Eu estive no Chile em 1970 e em 1973, no começo e antes do final do regime da Unidade Popular. Procurei, até por deformação profissional, observar o panorama da cultura, na minha segunda viagem pude verificar em plena rua, em cada banca de jornais e revistas, em cada comunidade dos arredores de Santiago, a mudança ocorrida nesses três anos. O projeto de edições populares da Editorial Quimantú começava a dar resultados mais que animadores, pelo preço de um maço de cigarros o povo do Chile tinha ao alcance da mão uma vasta série de coleções e de obras que eram acessíveis pela primeira vez aos setores mais populares do país. O que vi nas universidades, dialogando com estudantes e professores, me confirmou a certeza de que o governo de Salvador Allende e seus assessores no plano da educação e da cultura tinham visto o que em outro momento também viu de maneira exemplar o Governo Revolucionário Cubano, ao pretender não só a libertação externa e física do povo, mas uma outra libertação igualmente difícil de conseguir: a da mente, a da sensibilidade frente à beleza, a lenta e maravilhosa conquista de identidade pessoal, da autêntica capacidade de ser um indivíduo, sem o que não é possível defender e consolidar a libertação externa e a soberania popular.

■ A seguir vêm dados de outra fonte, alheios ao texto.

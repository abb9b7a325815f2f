use tokio::signal;
#[cfg(unix)]
use tokio::signal::unix::{SignalKind, signal as unix_signal};
use tokio::task::JoinHandle;
use tokio_util::sync::CancellationToken;
use tracing::{error, info};

/// Cancel `token` on SIGINT or SIGTERM.
pub fn spawn_signal_listener(token: CancellationToken) -> JoinHandle<()> {
    tokio::spawn(async move {
        tokio::select! {
            () = wait_for_signal() => {
                info!("Shutdown signal received, stopping scheduler");
                token.cancel();
            }
            () = token.cancelled() => {}
        }
    })
}

#[cfg(unix)]
async fn wait_for_signal() {
    let mut sigterm = match unix_signal(SignalKind::terminate()) {
        Ok(sigterm) => sigterm,
        Err(e) => {
            error!("Failed to install SIGTERM handler: {e}");
            return ctrl_c().await;
        }
    };

    tokio::select! {
        () = ctrl_c() => info!("Received SIGINT"),
        _ = sigterm.recv() => info!("Received SIGTERM"),
    }
}

#[cfg(not(unix))]
async fn wait_for_signal() {
    ctrl_c().await;
}

async fn ctrl_c() {
    if let Err(e) = signal::ctrl_c().await {
        error!("Failed to listen for Ctrl+C: {e}");
        std::future::pending::<()>().await;
    }
}
pub mod config;
pub mod logging_system;
pub mod shutdown;

pub use config::{Config, ConfigError, LogFormat, LogLevel, SendFailurePolicy};
pub use logging_system::{LoggingError, setup_logging};

use crate::domain::ForwarderError;
use crate::pipeline::CycleRunner;
use crate::scheduler::{CycleScheduler, SchedulerSummary};
use crate::sender::{EventFormatter, SinkConfig, SinkForwarder};
use crate::source::{SourceConfig, StatsClient};
use std::sync::Arc;
use tokio_util::sync::CancellationToken;
use tracing::info;

type ForwarderScheduler = CycleScheduler<StatsClient, SinkForwarder>;

/// The assembled forwarder: one scheduler driving fetch, flatten and send.
pub struct App {
    config: Arc<Config>,
    runner: Arc<CycleRunner<StatsClient, SinkForwarder>>,
    scheduler: ForwarderScheduler,
}

impl App {
    pub fn from_config(config: Config) -> Result<Self, ForwarderError> {
        let config = Arc::new(config);

        let source = StatsClient::new(SourceConfig {
            base_url: config.api_base_url.clone(),
            api_id: config.api_id.clone(),
            api_key: config.api_key.clone(),
            site_ids: config.site_ids.clone(),
            verify_tls: config.api_verify_tls,
            timeout: config.request_timeout,
            connection_timeout: config.connect_timeout,
            retry: config.retry,
            ..SourceConfig::default()
        })?;

        let sink = SinkForwarder::new(SinkConfig {
            endpoint: config.sink_url.clone(),
            token: config.sink_token.clone(),
            auth_scheme: config.sink_auth_scheme.clone(),
            verify_tls: config.sink_verify_tls,
            timeout: config.request_timeout,
            connection_timeout: config.connect_timeout,
            verbose: config.verbose,
            ..SinkConfig::default()
        })?;

        let formatter = EventFormatter::new(&*config.sink_sourcetype, &*config.sink_index);
        let runner = Arc::new(CycleRunner::new(
            source,
            sink,
            formatter,
            config.send_failure_policy,
        ));
        let scheduler = CycleScheduler::new(Arc::clone(&runner))
            .max_in_flight(config.max_in_flight_cycles)
            .shutdown_grace(config.shutdown_grace);

        info!(
            api = %config.api_base_url,
            sites = config.site_ids.len(),
            sink = %config.sink_url,
            sink_verify_tls = config.sink_verify_tls,
            retry_count = config.retry_count,
            retry_delay_secs = config.retry_delay_secs,
            policy = ?config.send_failure_policy,
            max_in_flight = ?config.max_in_flight_cycles,
            "Forwarder configured"
        );

        Ok(Self {
            config,
            runner,
            scheduler,
        })
    }

    pub fn config(&self) -> &Config {
        &self.config
    }

    /// Run until SIGINT or SIGTERM.
    pub async fn run(self) -> SchedulerSummary {
        let shutdown = CancellationToken::new();
        let listener = shutdown::spawn_signal_listener(shutdown.clone());
        let summary = self.run_until(shutdown).await;
        listener.abort();
        summary
    }

    /// Run until `shutdown` is cancelled.
    pub async fn run_until(self, shutdown: CancellationToken) -> SchedulerSummary {
        info!(version = crate::VERSION, "Starting performance statistics forwarder");

        let summary = self.scheduler.run(shutdown).await;
        let sink_stats = self.runner.sink().stats();

        info!(
            ticks = summary.ticks,
            completed = summary.cycles_completed,
            skipped = summary.cycles_skipped,
            aborted = summary.cycles_aborted,
            sent = sink_stats.successful_requests,
            failed = sink_stats.failed_requests,
            "Forwarder stopped"
        );
        summary
    }
}

pub async fn main() -> anyhow::Result<()> {
    let config = match Config::load(std::env::args_os()) {
        Ok(config) => config,
        Err(ConfigError::Cli(e)) => e.exit(),
        Err(e) => return Err(e.into()),
    };

    setup_logging(config.log_level, config.log_format)?;

    let app = App::from_config(config)?;
    app.run().await;
    Ok(())
}
use super::ports::{EventSink, StatsSource};
use super::report::{CycleOutcome, CycleReport};
use crate::app::config::SendFailurePolicy;
use crate::domain::{CycleContext, FlatRecord};
use crate::flatten::{EntryScope, FlattenError, flatten_site};
use crate::sender::{EventFormatter, SinkError};
use thiserror::Error;
use tracing::{error, info, warn};

#[derive(Error, Debug)]
pub enum CycleError {
    #[error("Malformed statistics payload: {0}")]
    Flatten(#[from] FlattenError),
    #[error("Failed to forward event: {0}")]
    Sink(#[from] SinkError),
}

/// Runs one cycle end to end against a statistics source and an event sink.
pub struct CycleRunner<S, K> {
    source: S,
    sink: K,
    formatter: EventFormatter,
    policy: SendFailurePolicy,
}

impl<S: StatsSource, K: EventSink> CycleRunner<S, K> {
    pub fn new(source: S, sink: K, formatter: EventFormatter, policy: SendFailurePolicy) -> Self {
        Self {
            source,
            sink,
            formatter,
            policy,
        }
    }

    pub fn sink(&self) -> &K {
        &self.sink
    }

    /// Fetches, flattens and forwards. Records are sent in entry order, then
    /// site order, then family order.
    ///
    /// Never fails: the outcome and counters are carried in the report.
    pub async fn run(&self, cycle: CycleContext) -> CycleReport {
        info!(
            cycle_id = %cycle.id,
            timestamp_ms = cycle.timestamp_ms(),
            "[{}] Fetching performance data... (Timestamp: {})",
            cycle.started_at,
            cycle.timestamp_ms()
        );

        let mut report = CycleReport::new(cycle);

        let response = match self.source.fetch(&cycle).await {
            Ok(response) => response,
            Err(e) => {
                warn!(cycle_id = %cycle.id, error = %e, "[{}] Skipping cycle, no data", cycle.started_at);
                report.outcome = CycleOutcome::Skipped(e);
                return report;
            }
        };

        for entry in &response.data {
            let scope = match EntryScope::parse(entry) {
                Ok(scope) => scope,
                Err(e) => {
                    report.malformed_entries += 1;
                    if !self.tolerate(&cycle, &mut report, e.into()) {
                        return report;
                    }
                    continue;
                }
            };

            for site in scope.sites() {
                report.sites_seen += 1;
                if !site.has_statistics() {
                    report.sites_skipped += 1;
                    continue;
                }

                for result in flatten_site(scope, site) {
                    if let Err(e) = self.forward(result, &mut report).await {
                        if !self.tolerate(&cycle, &mut report, e) {
                            return report;
                        }
                    }
                }
            }
        }

        if report.failures() == 0 {
            info!(
                cycle_id = %cycle.id,
                sites = report.sites_seen,
                records_sent = report.records_sent,
                "[{}] Done sending to collector successfully.",
                cycle.started_at
            );
        } else {
            warn!(
                cycle_id = %cycle.id,
                sites = report.sites_seen,
                records_sent = report.records_sent,
                records_failed = report.records_failed,
                malformed_records = report.malformed_records,
                malformed_entries = report.malformed_entries,
                "[{}] Done sending to collector with failures.",
                cycle.started_at
            );
        }
        report
    }

    /// Applies the failure policy. Returns `false` when the cycle must stop.
    fn tolerate(&self, cycle: &CycleContext, report: &mut CycleReport, err: CycleError) -> bool {
        if self.policy == SendFailurePolicy::Abort {
            error!(
                cycle_id = %cycle.id,
                records_sent = report.records_sent,
                "[{}] Error occurred: {}",
                cycle.started_at,
                err
            );
            report.outcome = CycleOutcome::Aborted(err);
            return false;
        }
        warn!(cycle_id = %cycle.id, error = %err, "Skipping record");
        true
    }

    async fn forward(
        &self,
        result: Result<FlatRecord, FlattenError>,
        report: &mut CycleReport,
    ) -> Result<(), CycleError> {
        let record = result.inspect_err(|_| report.malformed_records += 1)?;
        let envelope = self.formatter.format(&record);
        match self.sink.send(&envelope).await {
            Ok(_) => {
                report.records_sent += 1;
                Ok(())
            }
            Err(e) => {
                report.records_failed += 1;
                Err(e.into())
            }
        }
    }
}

Conheço perfeitamente os limites da educação e da cultura. Os verdugos cujas atrocidades comprovamos mais uma vez nesta sala também foram à escola e tiveram os mesmos professores e entraram nas mesmas salas de leitura das suas vítimas; seria hipócrita e sobretudo perigoso considerar o contrário e não sou eu quem vai se prestar a um jogo maniqueísta que me parece suicida. Mas três anos de Governo Popular no Chile não significavam uma mudança de geração, três anos de admirável luta educacional e cultural não bastavam e não bastaram para modificar comportamentos e condutas de muitos milhares de chilenos. Pessoalmente, estou convencido de que se a via socialista anunciada e buscada pelo Governo de Unidade Popular tivesse tido o tempo mínimo necessário para que seus planos culturais se traduzissem em resultados quantitativos maiores, certas formas de ressentimentos contra tudo o que é belo e puro seriam inconcebíveis. E sabendo que um Pinochet está definitivamente aquém de toda definição de cultura, também sei que seus planos e os dos seus cúmplices de fora e de dentro não contrariam com a obediência temerosa de muitos dos jovens soldados que atiraram contra seus irmãos por uma limitação mental, pela cegueira interna que faz dos homens ovelhas do medo. Exatamente frente a essa passividade e a essa ignorância que aceita todos os “planos zês” que os fazem engolir, sinto cada vez com mais clareza que a Junta entendeu perfeitamente que um dos obstáculos mais perigosos para o seu futuro residia nos resultados que o programa de conscientização política, estética e cultural da Unidade Popular havia alcançado em setores populares da população. Esses resultados ainda eram precários e insuficientes, mas a Junta não pareceu entender assim e se dedicou com a sanha que todos conhecemos ao seu desmantelamento e à sua liquidação. Esse medo profundo que todo fascista tem da educação, esse ato de puxar a pistola é em última instância o certificado irreversível do seu fracasso final. Matar um homem, exterminar um povo é fácil quando se têm as armas, os dólares, os cúmplices de dentro e de fora. O que nenhum sistema fascista pôde nem poderá é matar alguém por dentro e ao mesmo tempo deixá-lo vivo; está condenado a imperar sobre um imenso cemitério ou terminar como terminaram Hitler e Mussolini, como um dia não muito distante terminarão Pinochet, Banzer, Stroessner e toda a suja lista dos chacais da nossa história latino-americana”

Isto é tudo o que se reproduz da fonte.